A shot the camera goes back to over and over again is the sides of Angus top round being caramelized in a rondeau. I could watch it in slo-mo, on repeat for hours and never get bored. The sandwich’s protein is a beef….. braise? Wet roast? I don’t know how to exactly define what that technique is, but goes into a hot over with mirepoix, a shallow bath of beef broth, and spices, then is pulled at medium rare and sliced thin. Then the slices are warmed back up and cooked through in the braise/wet roast liquid, (which is strained and reduced to a jus beforehand). Then the beef is slapped on a french bread roll, topped with giardiniera (a Chicago specific spicy pickled veg mix) and potentially some sweet peppers that were in the braise. The bread is dipped in the jus, and the sandwich is wrapped and served.
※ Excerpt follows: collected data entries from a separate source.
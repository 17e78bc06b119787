pub mod rules;
pub mod images;
pub mod submission;
pub mod validator;

pub use rules::{Field, FormLimits};
pub use submission::{SubmissionState, SubmitOutcome, TaskCreator};
pub use validator::TaskForm;
pub mod state;
pub mod predicates;
pub mod engine;
pub mod status;

pub use engine::{apply, TaskList};
pub use state::*;
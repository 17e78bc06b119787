use serde::{Deserialize, Serialize};

/// A task as seen from a requester's or helper's dashboard.
#[derive(Debug, Clone, PartialEq, Serialize, Deserialize)]
pub struct DashboardTask {
    pub id: u32,
    pub title: String,
    pub status: String,
    pub category: String,
    pub price: u32,
    pub location: String,
    #[serde(default, skip_serializing_if = "Option::is_none")]
    pub applicants: Option<u32>,
    #[serde(default, skip_serializing_if = "Option::is_none")]
    pub rating: Option<f32>,
    #[serde(default, skip_serializing_if = "Option::is_none")]
    pub earnings: Option<u32>,
    /// Relative label supplied with the mock data, e.g. `3日前`.
    #[serde(default, skip_serializing_if = "Option::is_none")]
    pub when: Option<String>,
}
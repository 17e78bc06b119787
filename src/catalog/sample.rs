//! Built-in mock data.

pub const TASKS_JSON: &str = include_str!("sample/tasks.json");
pub const DASHBOARD_JSON: &str = include_str!("sample/dashboard.json");
pub const APPLICANTS_JSON: &str = include_str!("sample/applicants.json");
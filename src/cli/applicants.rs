use serde_json::json;

use crate::applicants::{ApplicantBoard, ApplicantSort};
use crate::cli::{fail, Context};
use crate::error::TaskhelperError;
use crate::output;

pub fn run(sort: &str, select: Option<u32>, ctx: &Context) -> i32 {
    match run_inner(sort, select, ctx) {
        Ok(code) => code,
        Err(e) => fail(&e, ctx.json),
    }
}

fn run_inner(sort: &str, select: Option<u32>, ctx: &Context) -> Result<i32, TaskhelperError> {
    let sort = ApplicantSort::from_str(sort)
        .ok_or_else(|| TaskhelperError::invalid_filter("sort", sort, &ApplicantSort::NAMES))?;
    let mut board = ApplicantBoard::sample()?.with_notifications(ctx.notifications.clone());
    board.set_sort(sort);
    if let Some(id) = select {
        board.select_helper(id)?;
    }

    if ctx.json {
        let selected = board.selected().map(|a| a.id);
        let applicants: Vec<_> = board
            .sorted()
            .into_iter()
            .map(|a| output::json::applicant_json(a, selected == Some(a.id)))
            .collect();
        output::json::print(&output::json::success(json!({
            "task": board.task(),
            "sort": board.sort().as_str(),
            "applicants": applicants,
            "selected": selected,
            "stats": output::json::applicant_stats(&board),
        })));
    } else {
        output::text::print_applicant_board(&board);
        if let Some(a) = board.selected() {
            println!("Selected helper: {}", a.name);
        }
    }
    Ok(0)
}
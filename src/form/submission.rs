use serde::Serialize;

use crate::error::TaskhelperError;
use crate::models::{DraftTask, Task};

/// Idle → Submitting → Succeeded, or back to Idle on failure.
#[derive(Debug, Clone, Copy, PartialEq, Eq, Default, Serialize)]
#[serde(rename_all = "lowercase")]
pub enum SubmissionState {
    #[default]
    Idle,
    Submitting,
    Succeeded,
}

impl SubmissionState {
    pub fn as_str(&self) -> &'static str {
        match self {
            Self::Idle => "idle",
            Self::Submitting => "submitting",
            Self::Succeeded => "succeeded",
        }
    }
}

/// The create operation behind a submit. Supplied by the application.
pub trait TaskCreator {
    fn create_task(&mut self, draft: &DraftTask) -> Result<Task, TaskhelperError>;
}

#[derive(Debug, Clone)]
pub enum SubmitOutcome {
    /// Not idle: a submission is running or already finished.
    Ignored,
    /// Validation failed; field errors are populated.
    Invalid,
    /// Now submitting; waiting for the create result.
    Started,
    Created(Task),
    Failed(TaskhelperError),
}

impl SubmitOutcome {
    pub fn is_created(&self) -> bool {
        matches!(self, Self::Created(_))
    }
}
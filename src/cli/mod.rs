pub mod commands;
pub mod list;
pub mod create;
pub mod dashboard;
pub mod applicants;

pub use commands::*;

use std::sync::Arc;

use crate::catalog::Catalog;
use crate::config::Config;
use crate::error::TaskhelperError;
use crate::notify::{ConsoleNotifier, Notifications, TracingNotifier};
use crate::output;

/// Shared state for one CLI invocation.
pub struct Context {
    pub json: bool,
    pub config: Config,
    pub notifications: Notifications,
}

impl Context {
    /// Text mode shows notifications on stderr; JSON mode routes them to the log.
    pub fn new(json: bool, config: Config) -> Self {
        let notifications = if json {
            Notifications::new(Arc::new(TracingNotifier))
        } else {
            Notifications::new(Arc::new(ConsoleNotifier::new()))
        };
        Self {
            json,
            config,
            notifications,
        }
    }

    pub fn load_catalog(&self) -> Result<Catalog, TaskhelperError> {
        match self.config.catalog_path {
            Some(ref path) => Catalog::load(path),
            None => Catalog::sample(),
        }
    }
}

/// Print `err` in the requested format and return the failure exit code.
pub fn fail(err: &TaskhelperError, json: bool) -> i32 {
    if json {
        output::json::print(&output::json::error(err));
    } else {
        eprintln!("Error: {}", err.message);
    }
    1
}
After watching the show, in preparation for this piece, I went to a slightly scaled down, real life version of the Original Beef of Chicagoland called Dog Day Afternoon, a Brooklyn transplant via Chicago, in Windsor Terrace to try the sandwich over the weekend. The bread soaks and fuses to its jus logged filling in a truly magical way. Imagine a French Dip on steroids. Or a sandwich composed of the bread chunk at the core of a French onion soup. The spike of heat and vinegar from the giardiniera is perhaps the only flavor on earth strong enough to stand up to the aggressively brolic beefiness of the meat, and all the components offset and meld together in perfect harmony.
Cigarettes- A necessary respite for nearly every chef, one of the only things you could get a break for. I never smoked, but was always jealous of my co-workers who got to step out for smokes between turns. Once, I asked a chef if I could go outside for a second for some fresh air along with my fellow cooks. He said no.
Cleaning- It’s an obviously essential aspect of cooking. You have to work clean and you do your best work in clean and orderly environments. I only bring it up because they don’t just clean on this show, they clean “right”. The pads they use, the repurposed small cambro soap buckets, the posture and form as they scrub, the actual combination of kitchen detritus: balled receipts and onions skins being swept into the dust pans. I don’t know how else to explain it, they just clean the way you clean in a kitchen.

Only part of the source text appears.